Updated: Dec 3, 2025


TL/DR

  • AI isn’t behaving like a “bubble" - it's moving like a wildfire: fast, unsettling, revealing, regenerative.

  • How to prepare: neuroscience tells us to prune what no longer serves so that focus, strength, and resilience can emerge. Actionable takeaway

  • History lesson: The Dot-Com "bubble" and the fundamentals of those who survived - customer obsession, connected platforms, simplicity, ship small, learn fast, compound Actionable takeaway

  • Across ecosystems, neurons, and economies, the pattern repeats: burn, clear, renew.

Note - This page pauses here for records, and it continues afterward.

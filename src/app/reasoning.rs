// live_transcript — Streaming transcript engine for assistant chat clients
// Copyright (C) 2025  Simon Peter Rothgang
//
// This program is free software: you can redistribute it and/or modify
// it under the terms of the GNU Affero General Public License as
// published by the Free Software Foundation, either version 3 of the
// License, or (at your option) any later version.
//
// This program is distributed in the hope that it will be useful,
// but WITHOUT ANY WARRANTY; without even the implied warranty of
// MERCHANTABILITY or FITNESS FOR A PARTICULAR PURPOSE.  See the
// GNU Affero General Public License for more details.
//
// You should have received a copy of the GNU Affero General Public License
// along with this program.  If not, see <https://www.gnu.org/licenses/>.

use std::collections::HashMap;
use std::time::{Duration, Instant};

/// Open/close instants recorded by the accumulator for one reasoning segment.
#[derive(Debug, Clone, Copy, PartialEq, Eq)]
pub struct ReasoningTiming {
    /// Arrival of the segment's first delta.
    pub opened_at: Instant,
    /// When a later segment opened or the turn ended.
    pub closed_at: Option<Instant>,
}

impl ReasoningTiming {
    #[must_use]
    pub fn elapsed(&self) -> Option<Duration> {
        self.closed_at.map(|closed| closed.saturating_duration_since(self.opened_at))
    }
}

#[derive(Debug, Clone, Copy, PartialEq, Eq)]
pub enum ReasoningPhase {
    Thinking,
    /// `duration` is `None` when it could not be measured.
    Thought { duration: Option<Duration> },
}

impl ReasoningPhase {
    #[must_use]
    pub fn is_complete(&self) -> bool {
        matches!(self, Self::Thought { .. })
    }

    /// Header label. `Thinking` animates its ellipsis with `frame`.
    #[must_use]
    pub fn label(&self, frame: usize) -> String {
        match self {
            Self::Thinking => {
                let dots = ["", ".", "..", "..."][(frame / 4) % 4];
                format!("Thinking{dots}")
            }
            Self::Thought { duration: Some(d) } => format!("Thought for {}s", d.as_secs()),
            Self::Thought { duration: None } => "Thought".to_owned(),
        }
    }
}

/// Per-message reasoning completion state, keyed by segment index.
///
/// A duration is fixed the first time a segment is observed complete and
/// never recomputed on later renders.
#[derive(Debug, Default)]
pub struct ReasoningTracker {
    seen_open: HashMap<usize, Instant>,
    fixed: HashMap<usize, Option<Duration>>,
}

impl ReasoningTracker {
    /// Decide the phase of reasoning segment `index`.
    ///
    /// `is_complete` is false only while the segment is the last one of an
    /// active turn. `recorded` is a duration already frozen into the message.
    pub fn observe(
        &mut self,
        index: usize,
        is_complete: bool,
        timing: Option<ReasoningTiming>,
        recorded: Option<Duration>,
        now: Instant,
    ) -> ReasoningPhase {
        if let Some(duration) = self.fixed.get(&index) {
            return ReasoningPhase::Thought { duration: *duration };
        }

        if !is_complete {
            self.seen_open.entry(index).or_insert_with(|| timing.map_or(now, |t| t.opened_at));
            return ReasoningPhase::Thinking;
        }

        let duration = recorded
            .or_else(|| timing.map(|t| t.closed_at.unwrap_or(now).saturating_duration_since(t.opened_at)))
            .or_else(|| self.seen_open.get(&index).map(|start| now.saturating_duration_since(*start)));
        tracing::trace!(index, ?duration, "reasoning segment completed");
        self.fixed.insert(index, duration);
        ReasoningPhase::Thought { duration }
    }
}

  • The task for leaders is not to avoid the flames, but to learn how to guide them.

The AI Bubble


People often reach for metaphors when faced with uncertainty. It is a world-old instinct: to make sense of the unknown we compare it to what we already understand.


Lately, my entire feed seems to be holding onto one such metaphor - the idea that AI is a bubble about to burst. Perhaps. I should say I respect the provenance of the “bubble” - it comes from decades of market cycles and hard-earned lessons about hype, inflation, and collapse. It signals danger: a sudden swelling, a sharp collapse, an ending after which little remains. There’s wisdom in that.


But when I look closely at what’s happening - the speed, the dislocation, the way industries tremble at the edges - “bubble” feels too thin for something this seismic.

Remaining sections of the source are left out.